Het Nieuwsblad et le portrait de Ian Stannard

Comment oublier Het Nieuwsblad de Ian Stannard

Ce jour de février 2015, le cyclisme nous rappelait que la supériorité numérique, si elle ne s'accompagne pas d'un neurone actif, n'est qu'une décoration en papier mâché.

Ce qui s'est passé dans Het Nieuwsblad n'était pas une victoire pour Ian Stannard, c'était un abandon complet d'un Etixx-Quick Step qui se considérait comme un vainqueur avant l'heure et a fini par être représenté dans la galerie des horreurs tactiques.

Trois contre un.

CCMM ValenceCCMM Valence

Ils avaient Boonen, Terpstra et Vandenbergh.

Ils avaient la course en poche et pourtant ils ont permis à un vieux dur à cuire, un cycliste froid et rock comme Stannard, de voler leur portefeuille devant les leurs.

C’était la défaite de l’orgueil contre le travail le plus élémentaire.

Patrick Lefevere a dû ressentir un frisson en voyant comment ses protégés ont géré cette finale.

Avec trois pièces sur l'échiquier contre un seul pion noir de Sky, la logique aurait été d'étouffer Stannard à coup d'attaques alternées, l'obligeant à combler les écarts jusqu'à ce que l'acide lactique sorte de ses oreilles.

Au lieu de cela, l'Etixx s'est comporté comme une équipe amateur, poussant vers l'avant, portant Stannard en selle et lui permettant de récupérer de chaque effort minimal.

Tom Boonen, qui cherchait déjà à cette époque à renouer avec sa meilleure version, souffrait d'une confiance inappropriée pour son palmarès.

Tom n'a jamais gagné cette course.

Lorsque Stannard décide de passer à l'attaque, ce qui aurait dû être une réponse chorale se transforme en un chacun pour soi où personne ne peut lire que l'ennemi n'est pas fatigué, mais attend plutôt son moment.

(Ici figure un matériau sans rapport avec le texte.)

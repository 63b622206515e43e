//! Output formatting utilities.

use colored::Colorize;
use pinguino::predictor::Prediction;

/// Print a section header
pub(crate) fn section(title: &str) {
    println!("\n{}", format!("=== {title} ===").cyan().bold());
}

/// Print a key-value pair
pub(crate) fn kv(key: &str, value: impl std::fmt::Display) {
    println!("  {}: {}", key.white().bold(), value);
}

/// Render a prediction for the terminal.
pub(crate) fn render_prediction(prediction: &Prediction) {
    section("Prediction");
    kv(
        "Species",
        prediction.species.as_str().green().bold().to_string(),
    );
    kv("Image", prediction.species.image_url());

    println!("\n{}", "Model confidence:".white().bold());
    for (species, probability) in prediction.breakdown() {
        println!("  - {}: {:.2}%", species, probability * 100.0);
    }
}

/// Render a prediction as JSON on stdout.
pub(crate) fn render_prediction_json(prediction: &Prediction) {
    let breakdown: serde_json::Map<String, serde_json::Value> = prediction
        .breakdown()
        .map(|(species, probability)| {
            (
                species.as_str().to_string(),
                serde_json::Value::from(probability),
            )
        })
        .collect();

    let out = serde_json::json!({
        "species": prediction.species.as_str(),
        "image_url": prediction.species.image_url(),
        "confidence": prediction.confidence(),
        "probabilities": breakdown,
    });
    println!("{out:#}");
}
// =========================================================================
// FALSIFY-KNN: classifier contract tests, kept beside the implementation.
//
// References:
//   - Cover & Hart (1967) "Nearest Neighbor Pattern Classification"
// =========================================================================

use super::*;

#[rustfmt::skip]
fn three_clusters() -> (Vec<f32>, Vec<usize>) {
    let x = vec![
        0.0, 0.0,    0.1, 0.1,    0.2, 0.0,
        10.0, 10.0,  10.1, 10.1,  10.0, 10.2,
        20.0, 0.0,   20.1, 0.1,   20.0, 0.2,
    ];
    let y = vec![0, 0, 0, 1, 1, 1, 2, 2, 2];
    (x, y)
}

/// FALSIFY-KNN-001: Predictions stay inside the training label set
#[test]
fn falsify_knn_001_predictions_in_label_range() {
    let (x, y) = three_clusters();
    let mut knn = KnnClassifier::new(3);
    knn.fit(&x, 2, &y).expect("fit");

    for query in [[5.0, 5.0], [15.0, 5.0], [-3.0, -3.0], [100.0, 100.0]] {
        let p = knn.predict_one(&query).expect("predict");
        assert!(p <= 2, "FALSIFIED KNN-001: prediction = {p}, not in {{0, 1, 2}}");
    }
}

/// FALSIFY-KNN-002: Well-separated clusters classified correctly
#[test]
fn falsify_knn_002_separable_data() {
    let (x, y) = three_clusters();
    let mut knn = KnnClassifier::new(3);
    knn.fit(&x, 2, &y).expect("fit");

    for (row, &label) in x.chunks_exact(2).zip(&y) {
        assert_eq!(
            knn.predict_one(row).expect("predict"),
            label,
            "FALSIFIED KNN-002: kNN cannot classify well-separated clusters"
        );
    }
}

/// FALSIFY-KNN-003: Probability mass concentrates on the predicted class
#[test]
fn falsify_knn_003_proba_consistent_with_vote() {
    let (x, y) = three_clusters();
    let mut knn = KnnClassifier::new(3);
    knn.fit(&x, 2, &y).expect("fit");

    // Deep inside cluster 1, all three neighbors vote the same way.
    let proba = knn.predict_proba_one(&[10.05, 10.05]).expect("proba");
    assert_eq!(
        proba,
        vec![0.0, 1.0, 0.0],
        "FALSIFIED KNN-003: unanimous neighbors must give probability 1"
    );
}

/// FALSIFY-KNN-004: Deterministic predictions
#[test]
fn falsify_knn_004_deterministic() {
    let (x, y) = three_clusters();
    let mut knn = KnnClassifier::new(1);
    knn.fit(&x, 2, &y).expect("fit");

    let p1: Vec<usize> = x
        .chunks_exact(2)
        .map(|row| knn.predict_one(row).expect("predict 1"))
        .collect();
    let p2: Vec<usize> = x
        .chunks_exact(2)
        .map(|row| knn.predict_one(row).expect("predict 2"))
        .collect();
    assert_eq!(p1, p2, "FALSIFIED KNN-004: predictions differ on same input");
}

/// FALSIFY-KNN-005: k = 1 reproduces training labels exactly
#[test]
fn falsify_knn_005_one_nearest_memorizes() {
    let (x, y) = three_clusters();
    let mut knn = KnnClassifier::new(1);
    knn.fit(&x, 2, &y).expect("fit");

    for (row, &label) in x.chunks_exact(2).zip(&y) {
        assert_eq!(
            knn.predict_one(row).expect("predict"),
            label,
            "FALSIFIED KNN-005: 1-NN must memorize its training set"
        );
    }
}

L'image finale, avec Stannard battant Niki Terpstra avec une facilité étonnante, est le résumé de ce qu'un bloc dominant ne devrait jamais faire.

Les Britanniques ont simplement suivi le manuel de survie : ne désespérez pas, profitez de l'indécision des autres et frappez une seule fois, mais avec la force d'un marteau.

Tandis que les Bleus se regardaient à la recherche d'une explication qui n'existait pas, Stannard célébrait déjà sa deuxième victoire consécutive sur les pavés initiaux.

C’était une leçon d’humilité nécessaire pour une équipe qui confond souvent avoir le meilleur bloc avec avoir la meilleure stratégie.

L'équipe de Lefevere repartirait les mains vides ce printemps-là.

Cet après-midi-là, le cyclisme était juste pour ceux qui voulaient gagner le plus et cruel pour ceux qui pensaient que le nombre et le nombre de soldats seraient suffisants pour lever les armes à Ninove.